Re: swab.3: mention UB when from and to overlap

["Sertonix" <sertonix@posteo.net>]

On Sun Oct 12, 2025 at 2:02 AM CEST, Alejandro Colomar wrote:
> Hi Sertonix, Collin,
>
> On Sat, Oct 11, 2025 at 03:40:34PM -0700, Collin Funk wrote:
>> "Sertonix" <sertonix@posteo.net> writes:
>> 
>> > The current swab.3 page doesn't seem to mention anything about what
>> > happens when from and to overlap. In POSIX any overlap is UB.
>> >
>> > glibc handles cases when from == to but it will choke when for example
>> > from == to+1. I am uncertain if from == to is meant to be a feature.
>> >
>> > If it is, would it be possible to mention that overlap is only safe when
>> > from == to and it's glibc (not eg. musl)? If it's not intended would it
>> > be possible to include the same information as in POSIX?
>> 
>> The prototype uses restrict for both pointers which is how you tell the
>> C compiler that two objects will not overlap.
>
> As Collin says, 'restrict' is there to document this.
>
> The 'restrict' keyword (theoretically, a qualifier, but it works more
> like an attribute) is difficult to explain (and the wording of the
> standard to describe it is quite difficult to follow).  However, the
> core idea is simple: nothing should overlap such a pointer.

Thanks for the explanation! Then this was just my lack of understanding
the restrict keyword.

> There are exceptions, such as the case when a function doesn't access
> such a pointer.  That's why strtol(3) is declared as
>
>      long strtol(const char *restrict s, char **restrict endp, int base);
>
> even though one can (and usually do) call it as strtol(s, &s, 0), where
> 's' is indeed aliased by another pointer (*endp).  That's because *endp
> is never accessed within strtol(3).

If endp is considered to point to a 0 size block of memory it works ;)

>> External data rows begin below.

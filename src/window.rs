use chrono::{DateTime, Datelike, Duration, Local, NaiveDate, NaiveDateTime, SecondsFormat, TimeZone, Utc, Weekday};
use chrono_english::{parse_duration, Interval};
use once_cell::sync::Lazy;
use regex::Regex;
use two_timer::{parse as parse_natural, Config as NaturalConfig};

use crate::error::ConfigError;
use crate::model::WindowInfo;

// Windowing-related types live here to keep main focused.

/// How the caller selected the report window on the command line.
#[derive(Clone, Eq, PartialEq, Debug)]
pub enum WindowSpec {
  Dates { start: String, end: String },
  Month { ym: String },
  ForPhrase { phrase: String },
}

/// Inclusive calendar-day window `[start, end]`.
#[derive(Clone, Copy, Eq, PartialEq, Debug)]
pub struct ReportWindow {
  start: NaiveDate,
  end: NaiveDate,
}

impl ReportWindow {
  pub fn new(start: NaiveDate, end: NaiveDate) -> Result<Self, ConfigError> {
    if end < start {
      return Err(ConfigError::InvertedRange {
        start: start.to_string(),
        end: end.to_string(),
      });
    }
    Ok(Self { start, end })
  }

  pub fn parse(start: &str, end: &str) -> Result<Self, ConfigError> {
    Self::new(parse_date(start)?, parse_date(end)?)
  }

  pub fn start(&self) -> NaiveDate {
    self.start
  }

  pub fn end(&self) -> NaiveDate {
    self.end
  }

  pub fn contains(&self, date: NaiveDate) -> bool {
    date >= self.start && date <= self.end
  }

  pub fn days(&self) -> impl Iterator<Item = NaiveDate> {
    let end = self.end;
    self.start.iter_days().take_while(move |d| *d <= end)
  }

  pub fn calendar_days(&self) -> u32 {
    ((self.end - self.start).num_days() + 1) as u32
  }

  /// Weekdays (Mon-Fri) inside the window.
  pub fn working_days(&self) -> u32 {
    self.days().filter(|d| !matches!(d.weekday(), Weekday::Sat | Weekday::Sun)).count() as u32
  }

  /// Monday of every ISO week the window touches, chronological.
  pub fn week_starts(&self) -> Vec<NaiveDate> {
    let mut out = Vec::new();
    let mut cursor = week_start(self.start);
    while cursor <= self.end {
      out.push(cursor);
      cursor += Duration::days(7);
    }
    out
  }

  pub fn info(&self) -> WindowInfo {
    WindowInfo {
      start: self.start,
      end: self.end,
      calendar_days: self.calendar_days(),
      working_days: self.working_days(),
    }
  }

  /// Lower bound for `git log --since`, widened by a day so zone offsets never drop commits.
  /// git compares committer dates, which are never earlier than author dates, so there is no
  /// upper bound; callers re-filter on the commit's local author date.
  pub fn git_since(&self) -> String {
    format!("{}T00:00:00", self.start.pred_opt().unwrap_or(self.start))
  }
}

pub fn parse_date(s: &str) -> Result<NaiveDate, ConfigError> {
  NaiveDate::parse_from_str(s.trim(), "%Y-%m-%d").map_err(|_| ConfigError::InvalidDate(s.to_string()))
}

/// Monday of the ISO week containing `d`.
pub fn week_start(d: NaiveDate) -> NaiveDate {
  d - Duration::days(d.weekday().num_days_from_monday() as i64)
}

pub fn week_label(d: NaiveDate) -> String {
  let iso = d.iso_week();
  format!("{}-W{:02}", iso.year(), iso.week())
}

fn last_day_of_month(year: i32, month: u32) -> Option<NaiveDate> {
  let (ny, nm) = if month == 12 { (year + 1, 1) } else { (year, month + 1) };
  NaiveDate::from_ymd_opt(ny, nm, 1)?.pred_opt()
}

pub fn month_bounds(year_month: &str) -> Result<ReportWindow, ConfigError> {
  let invalid = || ConfigError::InvalidMonth(year_month.to_string());
  let (y, m) = year_month.trim().split_once('-').ok_or_else(invalid)?;
  let y: i32 = y.parse().map_err(|_| invalid())?;
  let m: u32 = m.parse().map_err(|_| invalid())?;

  let first = NaiveDate::from_ymd_opt(y, m, 1).ok_or_else(invalid)?;
  let last = last_day_of_month(y, m).ok_or_else(invalid)?;
  ReportWindow::new(first, last)
}

fn subtract_months(d: NaiveDate, n: i32) -> Option<NaiveDate> {
  let total = d.year().checked_mul(12)?.checked_add(d.month() as i32 - 1)?.checked_sub(n)?;
  let y = total.div_euclid(12);
  let m = (total.rem_euclid(12) + 1) as u32;
  let day = d.day().min(last_day_of_month(y, m)?.day());
  NaiveDate::from_ymd_opt(y, m, day)
}

fn days_before(d: NaiveDate, days: i64) -> Option<NaiveDate> {
  d.checked_sub_signed(Duration::try_days(days)?)
}

static RE_LAST_N: Lazy<Regex> =
  Lazy::new(|| Regex::new(r"^(?:last|past)\s+(\d+)\s+(day|week|month)s?$").expect("static regex"));

/// Resolve a natural-language phrase into an inclusive window ending no later than `today`.
fn for_phrase_bounds(input: &str, today: NaiveDate) -> Result<ReportWindow, ConfigError> {
  let phrase = input.trim().to_lowercase();
  let unresolved = || ConfigError::UnresolvedPhrase(input.to_string());

  match phrase.as_str() {
    "today" => return ReportWindow::new(today, today),
    "yesterday" => {
      let y = today.pred_opt().ok_or_else(unresolved)?;
      return ReportWindow::new(y, y);
    }
    "this week" => return ReportWindow::new(week_start(today), today),
    "last week" => {
      let this_monday = week_start(today);
      return ReportWindow::new(this_monday - Duration::days(7), this_monday - Duration::days(1));
    }
    "this month" => {
      let first = today.with_day(1).ok_or_else(unresolved)?;
      return ReportWindow::new(first, today);
    }
    "last month" => {
      let first_this = today.with_day(1).ok_or_else(unresolved)?;
      let last_prev = first_this.pred_opt().ok_or_else(unresolved)?;
      let first_prev = last_prev.with_day(1).ok_or_else(unresolved)?;
      return ReportWindow::new(first_prev, last_prev);
    }
    _ => {}
  }

  // "last 3 weeks": the N units ending today, inclusive of today
  if let Some(caps) = RE_LAST_N.captures(&phrase) {
    let n: i64 = caps[1].parse().map_err(|_| unresolved())?;
    if n == 0 {
      return Err(unresolved());
    }
    let start = match &caps[2] {
      "day" => days_before(today, n - 1),
      "week" => n.checked_mul(7).and_then(|days| days_before(today, days - 1)),
      _ => i32::try_from(n).ok().and_then(|m| subtract_months(today, m)).and_then(|d| d.succ_opt()),
    }
    .ok_or_else(unresolved)?;
    return ReportWindow::new(start, today);
  }

  // Durations ("2 weeks ago", "10 days") always look backwards from today.
  if let Ok(interval) = parse_duration(&phrase) {
    let start = match interval {
      Interval::Seconds(secs) => days_before(today, i64::from(secs.unsigned_abs() / 86_400)),
      Interval::Days(days) => days_before(today, i64::from(days.unsigned_abs())),
      Interval::Months(months) => i32::try_from(months.unsigned_abs()).ok().and_then(|m| subtract_months(today, m)),
    }
    .ok_or_else(unresolved)?;
    return ReportWindow::new(start, today);
  }

  // Natural ranges via two_timer ("last year", "june 2025", ...); its end bound is exclusive.
  let anchor = today.and_hms_opt(12, 0, 0).ok_or_else(unresolved)?;
  if let Ok((start, end, _)) = parse_natural(&phrase, Some(NaturalConfig::new().now(anchor))) {
    let start_day = start.date();
    let end_day = (end - Duration::seconds(1)).date().min(today);
    return ReportWindow::new(start_day, end_day);
  }

  Err(unresolved())
}

pub fn resolve_window(spec: &WindowSpec, today: NaiveDate) -> Result<ReportWindow, ConfigError> {
  match spec {
    WindowSpec::Dates { start, end } => ReportWindow::parse(start, end),
    WindowSpec::Month { ym } => month_bounds(ym),
    WindowSpec::ForPhrase { phrase } => for_phrase_bounds(phrase, today),
  }
}

/// Parse a `--now-override` string into a local DateTime.
/// Accepts RFC3339 (e.g. 2025-08-15T12:00:00Z) or a naive local timestamp
/// formatted as `%Y-%m-%dT%H:%M:%S`.
pub fn parse_now_override(s: Option<&str>) -> Option<DateTime<Local>> {
  s.and_then(|raw| {
    DateTime::parse_from_rfc3339(raw)
      .ok()
      .map(|dt| dt.with_timezone(&Local))
      .or_else(|| {
        NaiveDateTime::parse_from_str(raw, "%Y-%m-%dT%H:%M:%S")
          .ok()
          .and_then(|ndt| ndt.and_local_timezone(Local).single())
      })
  })
}

/// Zone used to turn commit instants into calendar days.
#[derive(Clone, Copy, Eq, PartialEq, Debug)]
pub enum ReportTz {
  Local,
  Utc,
  Named(chrono_tz::Tz),
}

impl ReportTz {
  pub fn parse(s: &str) -> Result<Self, ConfigError> {
    if s.eq_ignore_ascii_case("local") {
      return Ok(ReportTz::Local);
    }
    if s.eq_ignore_ascii_case("utc") {
      return Ok(ReportTz::Utc);
    }
    s.parse::<chrono_tz::Tz>()
      .map(ReportTz::Named)
      .map_err(|_| ConfigError::UnknownTimeZone(s.to_string()))
  }

  pub fn label(&self) -> String {
    match self {
      ReportTz::Local => "local".into(),
      ReportTz::Utc => "utc".into(),
      ReportTz::Named(tz) => tz.name().to_string(),
    }
  }

  /// Calendar day and RFC3339 rendering of a unix timestamp in this zone.
  pub fn localize(&self, epoch: i64) -> Option<(NaiveDate, String)> {
    let utc = Utc.timestamp_opt(epoch, 0).single()?;
    let out = match self {
      ReportTz::Local => {
        let dt = utc.with_timezone(&Local);
        (dt.date_naive(), dt.to_rfc3339_opts(SecondsFormat::Secs, true))
      }
      ReportTz::Utc => (utc.date_naive(), utc.to_rfc3339_opts(SecondsFormat::Secs, true)),
      ReportTz::Named(tz) => {
        let dt = utc.with_timezone(tz);
        (dt.date_naive(), dt.to_rfc3339_opts(SecondsFormat::Secs, true))
      }
    };
    Some(out)
  }
}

>> But maybe it is better to be friendly to those new to see and state it
>> explicitly? Alex will know better than I.
>
> I hope we don't.  That would require a CAVEATS section in too many
> pages.
>
> 	$ grep -rl '\<restrict\>' man | wc -l
> 	156
>
> While the detail about strtol(3) is tricky, and could be worthy of
> documentation (most likely), the general idea behind 'restrict' is
> quite easy to understand, IMO, and I think documenting it in plain
> English would be too much.  Especially, since 'restrict' is a C99
> keyword, so I expect it to be more or less common knowledge.

It seems fair to not repeat the meaning of restrict everywhere.